Characterization of an ecto-ATPase of Tritrichomonas foetus

Abstract

In this work, we describe the ability of living Tritrichomonas foetus to hydrolyze extracellular ATP. The addition of MgCl 2 to the assay medium increased the ecto-ATPase activity in a dose-dependent manner. At 5 mM ATP, half maximal stimulation of ATP hydrolysis was obtained with 0.46 mM MgCl 2. The ecto-ATPase activity was also stimulated by MnCl 2 and CaCl 2, but not by SrCl 2. The Mg 2+-dependent ATPase presents two apparent K m values for Mg-ATP 2− ( K m1=0.03 mM and K m2=2.01 mM).
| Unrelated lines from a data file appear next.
use leptos::prelude::*;

/// Badge component with different variants
#[component]
pub fn Badge(
    /// Badge variant: "primary", "success", "warning", "error", "neutral" (default)
    #[prop(optional, into)]
    variant: MaybeProp<String>,
    /// Badge content
    children: Children,
    /// Additional CSS classes
    #[prop(optional, into)]
    class: MaybeProp<String>,
) -> impl IntoView {
    let variant_class = move || match variant.get().as_deref().unwrap_or("neutral") {
        "primary" => "badge--primary",
        "success" => "badge--success",
        "warning" => "badge--warning",
        "error" => "badge--error",
        _ => "badge--neutral",
    };

    let additional_class = move || class.get().unwrap_or_default();

    view! {
        <span class=move || format!("badge {} {}", variant_class(), additional_class())>
            {children()}
        </span>
    }
}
ATP was the best substrate for this enzyme, although other nucleotides such as ITP, CTP, UTP also produced high reaction rates. GTP produced a low reaction rate and ADP was not a substrate for this enzyme. The Mg 2+-dependent ecto-ATPase activity was insensitive to inhibitors of other ATPase and phosphatase activities, such as oligomycin, sodium azide, bafilomycin A 1, ouabain, furosemide, vanadate, molybdate, sodium fluoride and levamizole. The acid phosphatase inhibitors (vanadate and molybdate) inhibited about 60–70% of the Mg 2+-independent ecto-ATPase activity, suggesting that the ATP hydrolysis measured in the absence of any metal divalent could, at least in part, also be catalyzed by an ecto-phosphatase present in this cell. In order to confirm the observed Mg 2+-dependent activity as an ecto-ATPase, we used an impermeant inhibitor, 4,4′-diisothiocyanostylbene-2′,2′-disulfonic acid (DIDS) as well as suramin, an antagonist of P 2 purinoreceptors and inhibitor of some ecto-ATPases. These two reagents inhibited the Mg 2+-dependent ATPase activity in a dose-dependent manner. This ecto-ATPase was stimulated by more than 90% by 50 mM d-galactose. Since previous results showed that d-galactose exposed on the surface of host cells is involved with T. foetus adhesion, the Mg 2+-dependent ecto-ATPase may be involved with cellular adhesion and possible pathogenicity.